Mary Smullen Frances Smullen with children Hannah, Sarah and Paddy at The Curragh (Pic Peter Mooney)
Guineas weekend at the Curragh was a triumph on many levels. Despite horrendous weather through the week, with significant parts of the track waterlogged on Friday, both days went ahead as planned and the ground staff deserve much credit for that.
The memorial to Pat Smullen that was unveiled on Saturday at the Curragh is, like the man himself, pure class. The mosaic made up of over 400 images of Pat is stunning and a fitting tribute to one of the sport’s greatest ambassadors. It’s wonderful that Pat will always be remembered at our premier racetrack for his achievements both in and out of the saddle.
The two Guineas races produced thrilling finishes with both contests resulting in short-head verdicts. Remarkably both races also saw stable one-twos and in each case the lesser fancied stablemate prevailed.
The 2000 Guineas victory of Mac Swiney was a fantastic result, not only for owner/trainer/breeder Jim Bolger for whom this was remarkably his first victory in the colts’ Classic but also for jockey Rory Cleary.
34-year-old Cleary, who is attached to the Bolger yard, is a popular jockey on the circuit and this Classic victory will mean so much to both himself and his family who tragically lost his older brother Sean in a racing accident at Galway in October 2003. Sean started his apprenticeship with Bolger but was based with Pat Flynn at the time of his fall.

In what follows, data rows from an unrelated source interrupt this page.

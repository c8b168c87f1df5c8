//! Registry authentication.
//!
//! Credentials come from a per-host callback returning `(username, secret)`.
//! The shape of the pair decides how the registry is authenticated:
//!
//! - both empty: anonymous
//! - empty username, non-empty secret: the secret is a refresh (identity)
//!   token, exchanged for an access token with an OAuth2 `refresh_token` grant
//! - otherwise: username and password, used for HTTP Basic or a token GET
//!
//! [`AuthCache`] remembers the `Authorization` header that last worked for
//! each host so later requests skip the challenge round trip.

use std::collections::HashMap;
use std::path::{Path, PathBuf};
use std::sync::Arc;

use base64::engine::general_purpose::STANDARD;
use base64::Engine;
use plfm_retryable_http::RetryableClient;
use reqwest::StatusCode;
use serde::Deserialize;
use tokio::sync::RwLock;
use tracing::{debug, warn};

use crate::error::RegistryError;

/// Error type returned by credential callbacks.
pub type CredentialError = Box<dyn std::error::Error + Send + Sync>;

/// Looks up `(username, secret)` for a registry host (`host[:port]`).
pub type CredentialFn = Arc<dyn Fn(&str) -> Result<(String, String), CredentialError> + Send + Sync>;

/// OAuth2 client id presented when exchanging refresh tokens.
const CLIENT_ID: &str = "plfm-lazy-fetch";

/// A credential in the shape the registry should see it.
#[derive(Clone, PartialEq, Eq)]
pub enum Credential {
    Anonymous,
    Basic { username: String, password: String },
    RefreshToken(String),
}

impl Credential {
    pub fn from_pair(username: String, secret: String) -> Self {
        match (username.is_empty(), secret.is_empty()) {
            (true, true) => Credential::Anonymous,
            (true, false) => Credential::RefreshToken(secret),
            _ => Credential::Basic {
                username,
                password: secret,
            },
        }
    }

    fn basic_header(username: &str, password: &str) -> String {
        format!("Basic {}", STANDARD.encode(format!("{username}:{password}")))
    }
}

impl std::fmt::Debug for Credential {
    fn fmt(&self, f: &mut std::fmt::Formatter<'_>) -> std::fmt::Result {
        match self {
            Credential::Anonymous => f.write_str("Anonymous"),
            Credential::Basic { username, .. } => f
                .debug_struct("Basic")
                .field("username", username)
                .field("password", &"[REDACTED]")
                .finish(),
            Credential::RefreshToken(_) => f.write_str("RefreshToken([REDACTED])"),
        }
    }
}

/// A callback that never returns credentials.
pub fn anonymous() -> CredentialFn {
    Arc::new(|_: &str| -> Result<(String, String), CredentialError> {
        Ok((String::new(), String::new()))
    })
}

// =============================================================================
// Docker client config
// =============================================================================

#[derive(Debug, Default, Deserialize)]
struct DockerConfigFile {
    #[serde(default)]
    auths: HashMap<String, DockerAuthEntry>,
}

#[derive(Debug, Default, Deserialize)]
struct DockerAuthEntry {
    #[serde(default)]
    auth: Option<String>,
    #[serde(default)]
    username: Option<String>,
    #[serde(default)]
    password: Option<String>,
    #[serde(default)]
    identitytoken: Option<String>,
}

/// Credentials read from a Docker client `config.json`.
#[derive(Debug, Default)]
pub struct DockerConfig {
    auths: HashMap<String, DockerAuthEntry>,
}

impl DockerConfig {
    /// Loads a config file. A missing file yields an empty config.
    pub fn load(path: &Path) -> Result<Self, CredentialError> {
        let raw = match std::fs::read(path) {
            Ok(raw) => raw,
            Err(e) if e.kind() == std::io::ErrorKind::NotFound => {
                debug!(path = %path.display(), "No docker config, using anonymous access");
                return Ok(Self::default());
            }
            Err(e) => return Err(e.into()),
        };
        Self::from_slice(&raw)
    }

    pub fn from_slice(raw: &[u8]) -> Result<Self, CredentialError> {
        let file: DockerConfigFile = serde_json::from_slice(raw)?;
        Ok(Self { auths: file.auths })
    }

    /// `(username, secret)` for `host`, empty when the host is unknown.
    pub fn credentials(&self, host: &str) -> Result<(String, String), CredentialError> {
        let Some(entry) = self.entry(host) else {
            return Ok((String::new(), String::new()));
        };

        if let Some(token) = entry.identitytoken.as_deref().filter(|t| !t.is_empty()) {
            return Ok((String::new(), token.to_string()));
        }

        if let Some(auth) = entry.auth.as_deref().filter(|a| !a.is_empty()) {
            let decoded = String::from_utf8(STANDARD.decode(auth)?)?;
            let (username, password) = decoded
                .split_once(':')
                .ok_or_else(|| format!("malformed auth entry for {host}"))?;
            return Ok((username.to_string(), password.to_string()));
        }

        Ok((
            entry.username.clone().unwrap_or_default(),
            entry.password.clone().unwrap_or_default(),
        ))
    }

    fn entry(&self, host: &str) -> Option<&DockerAuthEntry> {
        let candidates = [
            host.to_string(),
            format!("https://{host}"),
            format!("http://{host}"),
            format!("https://{host}/v1/"),
            format!("https://{host}/v2/"),
        ];
        candidates.iter().find_map(|key| self.auths.get(key))
    }
}

/// A credential callback backed by the Docker config at `path`.
///
/// The file is read once; an unreadable file logs a warning and falls back
/// to anonymous access.
pub fn docker_credentials(path: PathBuf) -> CredentialFn {
    let config = match DockerConfig::load(&path) {
        Ok(config) => config,
        Err(e) => {
            warn!(path = %path.display(), error = %e, "Ignoring unreadable docker config");
            DockerConfig::default()
        }
    };
    Arc::new(move |host: &str| config.credentials(host))
}

// =============================================================================
// Challenges
// =============================================================================

/// A parsed `WWW-Authenticate` challenge.
#[derive(Debug, Clone, PartialEq, Eq)]
pub enum Challenge {
    Basic,
    Bearer {
        realm: String,
        service: Option<String>,
        scope: Option<String>,
    },
}

impl Challenge {
    /// Parses a header value. Unknown schemes yield `None`.
    pub fn parse(header: &str) -> Option<Self> {
        let header = header.trim();
        let (scheme, rest) = header.split_once(' ').unwrap_or((header, ""));

        if scheme.eq_ignore_ascii_case("basic") {
            return Some(Challenge::Basic);
        }
        if !scheme.eq_ignore_ascii_case("bearer") {
            return None;
        }

        let mut params = parse_params(rest);
        Some(Challenge::Bearer {
            realm: params.remove("realm")?,
            service: params.remove("service"),
            scope: params.remove("scope"),
        })
    }
}

/// Parses `key="value", key=value` pairs. Quoted values may contain commas.
fn parse_params(input: &str) -> HashMap<String, String> {
    let mut params = HashMap::new();
    let mut chars = input.chars().peekable();

    loop {
        while chars.peek().is_some_and(|c| *c == ',' || c.is_whitespace()) {
            chars.next();
        }

        let key: String = chars.by_ref().take_while(|c| *c != '=').collect();
        if key.is_empty() {
            break;
        }

        let mut value = String::new();
        if chars.peek() == Some(&'"') {
            chars.next();
            while let Some(c) = chars.next() {
                match c {
                    '"' => break,
                    '\\' => value.extend(chars.next()),
                    c => value.push(c),
                }
            }
        } else {
            while let Some(c) = chars.next_if(|c| *c != ',') {
                value.push(c);
            }
        }

        params.insert(key.trim().to_ascii_lowercase(), value.trim().to_string());
    }

    params
}

#[derive(Debug, Deserialize)]
struct TokenResponse {
    #[serde(default)]
    token: Option<String>,
    #[serde(default)]
    access_token: Option<String>,
}

// =============================================================================
// Auth cache
// =============================================================================

/// In-memory authentication state, shared by every client of one
/// materialization.
pub struct AuthCache {
    credentials: CredentialFn,
    headers: RwLock<HashMap<String, String>>,
}

impl AuthCache {
    pub fn new(credentials: CredentialFn) -> Self {
        Self {
            credentials,
            headers: RwLock::new(HashMap::new()),
        }
    }

    /// The cached `Authorization` header for `host`, if any.
    pub async fn authorization(&self, host: &str) -> Option<String> {
        self.headers.read().await.get(host).cloned()
    }

    pub fn credential(&self, host: &str) -> Result<Credential, RegistryError> {
        let (username, secret) =
            (self.credentials)(host).map_err(|e| RegistryError::Credentials {
                host: host.to_string(),
                reason: e.to_string(),
            })?;
        Ok(Credential::from_pair(username, secret))
    }

    /// Answers a challenge for `host` and caches the resulting header.
    ///
    /// `default_scope` is used when a bearer challenge does not name one.
    /// Returns `None` when there is no way to satisfy the challenge.
    pub async fn authenticate(
        &self,
        client: &RetryableClient,
        host: &str,
        challenge: &Challenge,
        default_scope: &str,
    ) -> Result<Option<String>, RegistryError> {
        let credential = self.credential(host)?;

        let header = match challenge {
            Challenge::Basic => match &credential {
                Credential::Basic { username, password } => {
                    Credential::basic_header(username, password)
                }
                _ => return Ok(None),
            },
            Challenge::Bearer {
                realm,
                service,
                scope,
            } => {
                let scope = scope.as_deref().unwrap_or(default_scope);
                let token =
                    fetch_token(client, realm, service.as_deref(), scope, &credential).await?;
                format!("Bearer {token}")
            }
        };

        debug!(host = %host, credential = ?credential, "Registry authentication refreshed");
        self.headers
            .write()
            .await
            .insert(host.to_string(), header.clone());
        Ok(Some(header))
    }
}

impl std::fmt::Debug for AuthCache {
    fn fmt(&self, f: &mut std::fmt::Formatter<'_>) -> std::fmt::Result {
        f.debug_struct("AuthCache").finish_non_exhaustive()
    }
}

async fn fetch_token(
    client: &RetryableClient,
    realm: &str,
    service: Option<&str>,
    scope: &str,
    credential: &Credential,
) -> Result<String, RegistryError> {
    let request = match credential {
        Credential::RefreshToken(refresh_token) => {
            let mut form = vec![
                ("grant_type", "refresh_token"),
                ("refresh_token", refresh_token.as_str()),
                ("client_id", CLIENT_ID),
                ("scope", scope),
            ];
            if let Some(service) = service {
                form.push(("service", service));
            }
            client.request(reqwest::Method::POST, realm).form(&form)
        }
        Credential::Basic { username, password } => client
            .get(realm)
            .query(&token_query(service, scope))
            .basic_auth(username, Some(password)),
        Credential::Anonymous => client.get(realm).query(&token_query(service, scope)),
    };

    let response = client.send(request).await?;
    let status = response.status();
    if status != StatusCode::OK {
        return Err(RegistryError::Auth {
            realm: realm.to_string(),
            reason: format!("token endpoint returned {status}"),
        });
    }

    let body = response.bytes().await.map_err(RegistryError::Body)?;
    let token: TokenResponse = serde_json::from_slice(&body)?;
    token
        .access_token
        .or(token.token)
        .filter(|t| !t.is_empty())
        .ok_or_else(|| RegistryError::Auth {
            realm: realm.to_string(),
            reason: "token endpoint returned no token".to_string(),
        })
}

fn token_query<'a>(service: Option<&'a str>, scope: &'a str) -> Vec<(&'static str, &'a str)> {
    let mut query = vec![("scope", scope)];
    if let Some(service) = service {
        query.push(("service", service));
    }
    query
}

Seamie Heffernan, who rode in the race in which Sean Cleary was fatally injured back in 2003 and was also attached to Bolger’s stable in the early part of his career, recorded his fifth victory in the 1000 Guineas when getting up in the dying strides aboard Empress Josephine for Aidan O’Brien. The 48-year-old has had a truly remarkable career considering he has never been a stable first jockey at any stage. Four Irish Derby wins, two Epsom Derbys, two Breeders’ Cup victories and host of other top-flight wins across the globe make him one of Ireland’s most successful ever jockeys.

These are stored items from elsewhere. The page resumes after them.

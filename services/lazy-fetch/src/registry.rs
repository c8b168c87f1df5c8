//! OCI Distribution repository client.
//!
//! Thin layer over [`RetryableClient`] that builds `/v2/` URLs for one
//! repository and answers `WWW-Authenticate` challenges through the shared
//! [`AuthCache`]. Status handling is left to callers.
//!
//! Reference: https://github.com/opencontainers/distribution-spec

use std::collections::HashSet;
use std::sync::Arc;

use plfm_retryable_http::RetryableClient;
use reqwest::header::{AUTHORIZATION, WWW_AUTHENTICATE};
use reqwest::{RequestBuilder, Response, StatusCode};
use tracing::debug;

use crate::auth::{AuthCache, Challenge};
use crate::error::RegistryError;
use crate::reference::Reference;

pub const OCI_MANIFEST: &str = "application/vnd.oci.image.manifest.v1+json";
pub const OCI_INDEX: &str = "application/vnd.oci.image.index.v1+json";
pub const DOCKER_MANIFEST: &str = "application/vnd.docker.distribution.manifest.v2+json";
pub const DOCKER_MANIFEST_LIST: &str = "application/vnd.docker.distribution.manifest.list.v2+json";
pub const OCI_ARTIFACT_MANIFEST: &str = "application/vnd.oci.artifact.manifest.v1+json";

/// Media types served from the `manifests` endpoint.
pub const MANIFEST_MEDIA_TYPES: &[&str] = &[
    OCI_MANIFEST,
    OCI_INDEX,
    DOCKER_MANIFEST,
    DOCKER_MANIFEST_LIST,
    OCI_ARTIFACT_MANIFEST,
];

pub const DOCKER_CONTENT_DIGEST: &str = "docker-content-digest";

/// Hosts always reached over plain HTTP.
const LOOPBACK_HOSTS: &[&str] = &["localhost", "127.0.0.1", "::1"];

pub fn is_manifest_media_type(media_type: &str) -> bool {
    MANIFEST_MEDIA_TYPES.contains(&media_type)
}

/// `Accept` header value listing every manifest media type.
pub fn manifest_accept() -> String {
    MANIFEST_MEDIA_TYPES.join(", ")
}

/// Registry endpoint kind.
#[derive(Debug, Clone, Copy, PartialEq, Eq)]
pub enum Endpoint {
    Manifests,
    Blobs,
}

impl Endpoint {
    pub fn as_str(self) -> &'static str {
        match self {
            Endpoint::Manifests => "manifests",
            Endpoint::Blobs => "blobs",
        }
    }
}

/// Client for a single repository.
#[derive(Debug, Clone)]
pub struct Repository {
    client: RetryableClient,
    auth: Arc<AuthCache>,
    base_url: String,
    host: String,
    name: String,
}

impl Repository {
    pub fn new(
        reference: &Reference,
        client: RetryableClient,
        auth: Arc<AuthCache>,
        plain_http: &HashSet<String>,
    ) -> Self {
        let scheme = if uses_plain_http(reference, plain_http) {
            "http"
        } else {
            "https"
        };

        Self {
            client,
            auth,
            base_url: format!("{scheme}://{}", reference.host()),
            host: reference.host().to_string(),
            name: reference.repository().to_string(),
        }
    }

    pub fn host(&self) -> &str {
        &self.host
    }

    pub fn name(&self) -> &str {
        &self.name
    }

    pub fn client(&self) -> &RetryableClient {
        &self.client
    }

    /// `<base>/v2/<name>/<endpoint>/<object>`.
    pub fn url(&self, endpoint: Endpoint, object: &str) -> String {
        format!(
            "{}/v2/{}/{}/{}",
            self.base_url,
            self.name,
            endpoint.as_str(),
            object
        )
    }

    /// Resolves a `Location` header against the registry base URL.
    pub fn absolute_url(&self, location: &str) -> Result<String, RegistryError> {
        if location.starts_with("http://") || location.starts_with("https://") {
            return Ok(location.to_string());
        }
        if location.starts_with('/') {
            return Ok(format!("{}{}", self.base_url, location));
        }
        Err(RegistryError::Url(location.to_string()))
    }

    /// Sends a request, answering at most one auth challenge.
    ///
    /// `build` is called again for the authenticated retry, so it must be
    /// able to produce the request twice.
    pub async fn send<F>(&self, build: F) -> Result<Response, RegistryError>
    where
        F: Fn(&RetryableClient) -> RequestBuilder,
    {
        let cached = self.auth.authorization(&self.host).await;
        let response = self.send_with(&build, cached.as_deref()).await?;
        if response.status() != StatusCode::UNAUTHORIZED {
            return Ok(response);
        }

        let Some(challenge) = response
            .headers()
            .get(WWW_AUTHENTICATE)
            .and_then(|v| v.to_str().ok())
            .and_then(Challenge::parse)
        else {
            return Ok(response);
        };

        debug!(host = %self.host, repository = %self.name, "Registry requested authentication");
        let scope = format!("repository:{}:pull", self.name);
        match self
            .auth
            .authenticate(&self.client, &self.host, &challenge, &scope)
            .await?
        {
            Some(header) => self.send_with(&build, Some(&header)).await,
            None => Ok(response),
        }
    }

    async fn send_with<F>(
        &self,
        build: &F,
        authorization: Option<&str>,
    ) -> Result<Response, RegistryError>
    where
        F: Fn(&RetryableClient) -> RequestBuilder,
    {
        let mut request = build(&self.client);
        if let Some(authorization) = authorization {
            request = request.header(AUTHORIZATION, authorization);
        }
        Ok(self.client.send(request).await?)
    }
}

fn uses_plain_http(reference: &Reference, plain_http: &HashSet<String>) -> bool {
    LOOPBACK_HOSTS.contains(&reference.hostname())
        || plain_http.contains(reference.host())
        || plain_http.contains(reference.hostname())
}

/// Maps a non-success status to an error.
pub fn status_error(method: reqwest::Method, url: &str, status: StatusCode) -> RegistryError {
    if status == StatusCode::NOT_FOUND {
        return RegistryError::NotFound {
            reference: url.to_string(),
        };
    }
    RegistryError::Status {
        method,
        url: url.to_string(),
        status,
    }
}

Elsewhere over the big weekend at the Curragh it was terrific to see Noel Meade finally train a Group 1 winner on the Flat. The veteran National Hunt trainer is one of the real nice guys of the game and should knock some great sport out of Helvic Dream over the coming months.
Champion National Hunt trainer Willie Mullins also got in on the act with a double on Sunday and a close up third in the aforementioned Group 1 with True Self. There really is nothing this man can’t do with his horses.
The beleaguered Curragh trainers also held their own over the weekend winning a handful of races between them. Johnny Murtagh in particular looks like a trainer going places. His decision to appoint Ben Coen as his stable jockey is already reaping rewards and the teenager bagged a brace of winners for the trainer over the weekend including a Group 3.
Racing lost one of its most colourful characters yesterday with the passing of Barney Curley at the age of 81 at his Newmarket home. The former racehorse trainer and celebrated gambler was a potent mix of genius and rogue. The Fermanagh native courted controversy throughout his life and despite making millions from gambling remained extremely critical of bookmakers.
Best remembered in Ireland for his Yellow Sam coup at Bellewstown in 1975 and for running a controversial lottery in 1984 where his then home Middleton Park House near Mullingar was put up as first prize.
Curley was a devout Catholic who spent four years in a Jesuit Seminary before finding his true calling as a gambler. He retired from training in 2012 and spent the latter part of his life focussing on his charity Direct Aid For Africa which he originally set up in 1996. Sheikh Mohammed and JP McManus were two of the biggest donators to DAFA which has built schools and hospitals in Zambia. May he rest in peace.